Date: February 23, 2004Strib columnist Nick Coleman's cheap shots yesterday at Commissioner Yecke ("State's quarter ideas are bad, even deadly," February 22) were ironically exposed by the layout artist who located a related Associated Press story ("Quarter designs aren't always on the money") directly below the Coleman column.
Subject: A quarter for your thoughts
After reading both articles, Coleman's attempts to stick it to the Commissioner ("Maybe she hasn't had time to worry about the quarter, but these designs make us look like hicks from the sticks") made him look either ignorant or like a liberal partisan hack. The truth is, starting with Minnesota, the U.S. Mint changed its design submission procedure. In typical bureaucratic fashion, the Mint required that Minnesota's design proposals be submitted in writing, ostensibly to avoid the complaints that resulted when state-submitted artwork for previous quarters was altered by Mint artists. The result was even worse than under the previous procedure.
"Education Commissioner Cheri Pierson Yecke," continued the AP article, "who leads the quarter commission, said that describing scenes with words rather than pictures was challenging."
Although the artwork that Coleman nitpicks did not come from Yecke's artists, the Coleman piece ends, "The governor should just say no. And order Yecke back to the drawing board (she's used to it). There's only one thing to do...Start over." What a nice allusion to the social studies standards, which is, besides Yecke, what Coleman is really attacking, right?

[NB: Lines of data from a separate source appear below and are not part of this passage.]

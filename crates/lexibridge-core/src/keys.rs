//! Key and modifier types for the shortcut engine.
//!
//! This module defines the vocabulary every other part of the engine speaks:
//! [`Key`] identifies a physical non-modifier key, [`Modifiers`] records which
//! modifier keys are held, and [`KeyPress`] pairs the two into the unit that
//! key-down handlers receive.
//!
//! Modifier keys never appear as [`Key`] values. A bare modifier press carries
//! no `Key` and therefore cannot reach the sequence detector or the dispatch
//! table, which is exactly the behavior the shortcut model requires.

use std::fmt;

/// Modifier keys that may be held during a key press.
#[derive(Debug, Clone, Copy, PartialEq, Eq, Default, Hash)]
pub struct Modifiers {
    /// The Control key is held.
    pub ctrl: bool,
    /// The Alt key is held (Option on macOS).
    pub alt: bool,
    /// The Shift key is held.
    pub shift: bool,
    /// The Meta/Super key is held (Windows key, Cmd on macOS).
    pub meta: bool,
}

impl Modifiers {
    /// No modifiers pressed.
    pub const NONE: Self = Self {
        ctrl: false,
        alt: false,
        shift: false,
        meta: false,
    };

    /// Control modifier only.
    pub const CTRL: Self = Self {
        ctrl: true,
        alt: false,
        shift: false,
        meta: false,
    };

    /// Alt modifier only.
    pub const ALT: Self = Self {
        ctrl: false,
        alt: true,
        shift: false,
        meta: false,
    };

    /// Shift modifier only.
    pub const SHIFT: Self = Self {
        ctrl: false,
        alt: false,
        shift: true,
        meta: false,
    };

    /// Meta modifier only.
    pub const META: Self = Self {
        ctrl: false,
        alt: false,
        shift: false,
        meta: true,
    };

    /// Control + Alt modifiers.
    pub const CTRL_ALT: Self = Self {
        ctrl: true,
        alt: true,
        shift: false,
        meta: false,
    };

    /// Control + Shift modifiers.
    pub const CTRL_SHIFT: Self = Self {
        ctrl: true,
        alt: false,
        shift: true,
        meta: false,
    };

    /// Check if any modifier is pressed.
    pub fn any(&self) -> bool {
        self.ctrl || self.alt || self.shift || self.meta
    }

    /// Check if no modifiers are pressed.
    pub fn none(&self) -> bool {
        !self.any()
    }

    /// The canonical display names of the held modifiers, in fixed order
    /// (Ctrl, Alt, Shift, Meta).
    ///
    /// This order is part of the persisted wire format and must not change.
    pub fn canonical_names(&self) -> Vec<&'static str> {
        let mut names = Vec::new();
        if self.ctrl {
            names.push("Ctrl");
        }
        if self.alt {
            names.push("Alt");
        }
        if self.shift {
            names.push("Shift");
        }
        if self.meta {
            names.push("Meta");
        }
        names
    }
}

impl fmt::Display for Modifiers {
    fn fmt(&self, f: &mut fmt::Formatter<'_>) -> fmt::Result {
        write!(f, "{}", self.canonical_names().join("+"))
    }
}

// =============================================================================
// Key
// =============================================================================

/// A physical non-modifier key.
///
/// Numeric-pad digits are distinct variants so that raw input can be captured
/// faithfully; normalization folds them onto their base-row equivalents via
/// [`Key::fold_numpad`].
#[derive(Debug, Clone, Copy, PartialEq, Eq, Hash, PartialOrd, Ord)]
#[non_exhaustive]
pub enum Key {
    // Letters
    A,
    B,
    C,
    D,
    E,
    F,
    G,
    H,
    I,
    J,
    K,
    L,
    M,
    N,
    O,
    P,
    Q,
    R,
    S,
    T,
    U,
    V,
    W,
    X,
    Y,
    Z,

    // Base-row digits
    Digit0,
    Digit1,
    Digit2,
    Digit3,
    Digit4,
    Digit5,
    Digit6,
    Digit7,
    Digit8,
    Digit9,

    // Numeric-pad digits
    Numpad0,
    Numpad1,
    Numpad2,
    Numpad3,
    Numpad4,
    Numpad5,
    Numpad6,
    Numpad7,
    Numpad8,
    Numpad9,

    // Function keys
    F1,
    F2,
    F3,
    F4,
    F5,
    F6,
    F7,
    F8,
    F9,
    F10,
    F11,
    F12,

    // Navigation
    ArrowUp,
    ArrowDown,
    ArrowLeft,
    ArrowRight,
    Home,
    End,
    PageUp,
    PageDown,

    // Editing
    Backspace,
    Delete,
    Insert,
    Enter,
    Tab,
    Space,
    Escape,

    // Punctuation
    Minus,
    Equal,
    BracketLeft,
    BracketRight,
    Backslash,
    Semicolon,
    Quote,
    Comma,
    Period,
    Slash,
    Grave,
}

impl Key {
    /// Check whether this is a numeric-pad digit.
    pub fn is_numpad(self) -> bool {
        matches!(
            self,
            Self::Numpad0
                | Self::Numpad1
                | Self::Numpad2
                | Self::Numpad3
                | Self::Numpad4
                | Self::Numpad5
                | Self::Numpad6
                | Self::Numpad7
                | Self::Numpad8
                | Self::Numpad9
        )
    }

    /// Fold a numeric-pad digit onto its base-row equivalent.
    ///
    /// All other keys are returned unchanged.
    pub fn fold_numpad(self) -> Self {
        match self {
            Self::Numpad0 => Self::Digit0,
            Self::Numpad1 => Self::Digit1,
            Self::Numpad2 => Self::Digit2,
            Self::Numpad3 => Self::Digit3,
            Self::Numpad4 => Self::Digit4,
            Self::Numpad5 => Self::Digit5,
            Self::Numpad6 => Self::Digit6,
            Self::Numpad7 => Self::Digit7,
            Self::Numpad8 => Self::Digit8,
            Self::Numpad9 => Self::Digit9,
            other => other,
        }
    }

    /// The canonical display name of this key.
    ///
    /// Letters are upper-case, digits are their single character, numeric-pad
    /// digits carry a `Num` prefix (they only survive in raw, un-normalized
    /// form), named keys use their common English name.
    pub fn name(self) -> &'static str {
        match self {
            Self::A => "A",
            Self::B => "B",
            Self::C => "C",
            Self::D => "D",
            Self::E => "E",
            Self::F => "F",
            Self::G => "G",
            Self::H => "H",
            Self::I => "I",
            Self::J => "J",
            Self::K => "K",
            Self::L => "L",
            Self::M => "M",
            Self::N => "N",
            Self::O => "O",
            Self::P => "P",
            Self::Q => "Q",
            Self::R => "R",
            Self::S => "S",
            Self::T => "T",
            Self::U => "U",
            Self::V => "V",
            Self::W => "W",
            Self::X => "X",
            Self::Y => "Y",
            Self::Z => "Z",
            Self::Digit0 => "0",
            Self::Digit1 => "1",
            Self::Digit2 => "2",
            Self::Digit3 => "3",
            Self::Digit4 => "4",
            Self::Digit5 => "5",
            Self::Digit6 => "6",
            Self::Digit7 => "7",
            Self::Digit8 => "8",
            Self::Digit9 => "9",
            Self::Numpad0 => "Num0",
            Self::Numpad1 => "Num1",
            Self::Numpad2 => "Num2",
            Self::Numpad3 => "Num3",
            Self::Numpad4 => "Num4",
            Self::Numpad5 => "Num5",
            Self::Numpad6 => "Num6",
            Self::Numpad7 => "Num7",
            Self::Numpad8 => "Num8",
            Self::Numpad9 => "Num9",
            Self::F1 => "F1",
            Self::F2 => "F2",
            Self::F3 => "F3",
            Self::F4 => "F4",
            Self::F5 => "F5",
            Self::F6 => "F6",
            Self::F7 => "F7",
            Self::F8 => "F8",
            Self::F9 => "F9",
            Self::F10 => "F10",
            Self::F11 => "F11",
            Self::F12 => "F12",
            Self::ArrowUp => "Up",
            Self::ArrowDown => "Down",
            Self::ArrowLeft => "Left",
            Self::ArrowRight => "Right",
            Self::Home => "Home",
            Self::End => "End",
            Self::PageUp => "PageUp",
            Self::PageDown => "PageDown",
            Self::Backspace => "Backspace",
            Self::Delete => "Delete",
            Self::Insert => "Insert",
            Self::Enter => "Enter",
            Self::Tab => "Tab",
            Self::Space => "Space",
            Self::Escape => "Escape",
            Self::Minus => "-",
            Self::Equal => "=",
            Self::BracketLeft => "[",
            Self::BracketRight => "]",
            Self::Backslash => "\\",
            Self::Semicolon => ";",
            Self::Quote => "'",
            Self::Comma => ",",
            Self::Period => ".",
            Self::Slash => "/",
            Self::Grave => "`",
        }
    }

    /// Parse a key from its name.
    ///
    /// Single alphanumeric characters are accepted in either case and
    /// upper-cased; named keys are matched case-insensitively and accept the
    /// common aliases (`"del"`, `"esc"`, `"pgup"`, ...).
    pub fn from_name(s: &str) -> Option<Self> {
        if s.len() == 1 {
            let ch = s.chars().next()?.to_ascii_uppercase();
            return match ch {
                'A' => Some(Self::A),
                'B' => Some(Self::B),
                'C' => Some(Self::C),
                'D' => Some(Self::D),
                'E' => Some(Self::E),
                'F' => Some(Self::F),
                'G' => Some(Self::G),
                'H' => Some(Self::H),
                'I' => Some(Self::I),
                'J' => Some(Self::J),
                'K' => Some(Self::K),
                'L' => Some(Self::L),
                'M' => Some(Self::M),
                'N' => Some(Self::N),
                'O' => Some(Self::O),
                'P' => Some(Self::P),
                'Q' => Some(Self::Q),
                'R' => Some(Self::R),
                'S' => Some(Self::S),
                'T' => Some(Self::T),
                'U' => Some(Self::U),
                'V' => Some(Self::V),
                'W' => Some(Self::W),
                'X' => Some(Self::X),
                'Y' => Some(Self::Y),
                'Z' => Some(Self::Z),
                '0' => Some(Self::Digit0),
                '1' => Some(Self::Digit1),
                '2' => Some(Self::Digit2),
                '3' => Some(Self::Digit3),
                '4' => Some(Self::Digit4),
                '5' => Some(Self::Digit5),
                '6' => Some(Self::Digit6),
                '7' => Some(Self::Digit7),
                '8' => Some(Self::Digit8),
                '9' => Some(Self::Digit9),
                '-' => Some(Self::Minus),
                '=' => Some(Self::Equal),
                '[' => Some(Self::BracketLeft),
                ']' => Some(Self::BracketRight),
                '\\' => Some(Self::Backslash),
                ';' => Some(Self::Semicolon),
                '\'' => Some(Self::Quote),
                ',' => Some(Self::Comma),
                '.' => Some(Self::Period),
                '/' => Some(Self::Slash),
                '`' => Some(Self::Grave),
                _ => None,
            };
        }

        match s.to_lowercase().as_str() {
            "num0" | "numpad0" => Some(Self::Numpad0),
            "num1" | "numpad1" => Some(Self::Numpad1),
            "num2" | "numpad2" => Some(Self::Numpad2),
            "num3" | "numpad3" => Some(Self::Numpad3),
            "num4" | "numpad4" => Some(Self::Numpad4),
            "num5" | "numpad5" => Some(Self::Numpad5),
            "num6" | "numpad6" => Some(Self::Numpad6),
            "num7" | "numpad7" => Some(Self::Numpad7),
            "num8" | "numpad8" => Some(Self::Numpad8),
            "num9" | "numpad9" => Some(Self::Numpad9),
            "f1" => Some(Self::F1),
            "f2" => Some(Self::F2),
            "f3" => Some(Self::F3),
            "f4" => Some(Self::F4),
            "f5" => Some(Self::F5),
            "f6" => Some(Self::F6),
            "f7" => Some(Self::F7),
            "f8" => Some(Self::F8),
            "f9" => Some(Self::F9),
            "f10" => Some(Self::F10),
            "f11" => Some(Self::F11),
            "f12" => Some(Self::F12),
            "up" | "arrowup" => Some(Self::ArrowUp),
            "down" | "arrowdown" => Some(Self::ArrowDown),
            "left" | "arrowleft" => Some(Self::ArrowLeft),
            "right" | "arrowright" => Some(Self::ArrowRight),
            "home" => Some(Self::Home),
            "end" => Some(Self::End),
            "pageup" | "pgup" => Some(Self::PageUp),
            "pagedown" | "pgdn" => Some(Self::PageDown),
            "backspace" | "back" => Some(Self::Backspace),
            "delete" | "del" => Some(Self::Delete),
            "insert" | "ins" => Some(Self::Insert),
            "enter" | "return" => Some(Self::Enter),
            "tab" => Some(Self::Tab),
            "space" | "spacebar" => Some(Self::Space),
            "escape" | "esc" => Some(Self::Escape),
            "minus" => Some(Self::Minus),
            "equal" | "equals" => Some(Self::Equal),
            "bracketleft" => Some(Self::BracketLeft),
            "bracketright" => Some(Self::BracketRight),
            "backslash" => Some(Self::Backslash),
            "semicolon" => Some(Self::Semicolon),
            "quote" => Some(Self::Quote),
            "comma" => Some(Self::Comma),
            "period" => Some(Self::Period),
            "slash" => Some(Self::Slash),
            "grave" => Some(Self::Grave),
            _ => None,
        }
    }
}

If someone asked me whether I would prefer being "shut out" of the standards committees or "shut out" of the media, I would answer by flipping through my paperback copy of 1984 to this passage:
"And if all others accepted the lie which the Party imposed—if all records told the same tale—then the lie passed into history and became truth. 'Who controls the past' ran the Party slogan, 'controls the future: who controls the present controls the past.'"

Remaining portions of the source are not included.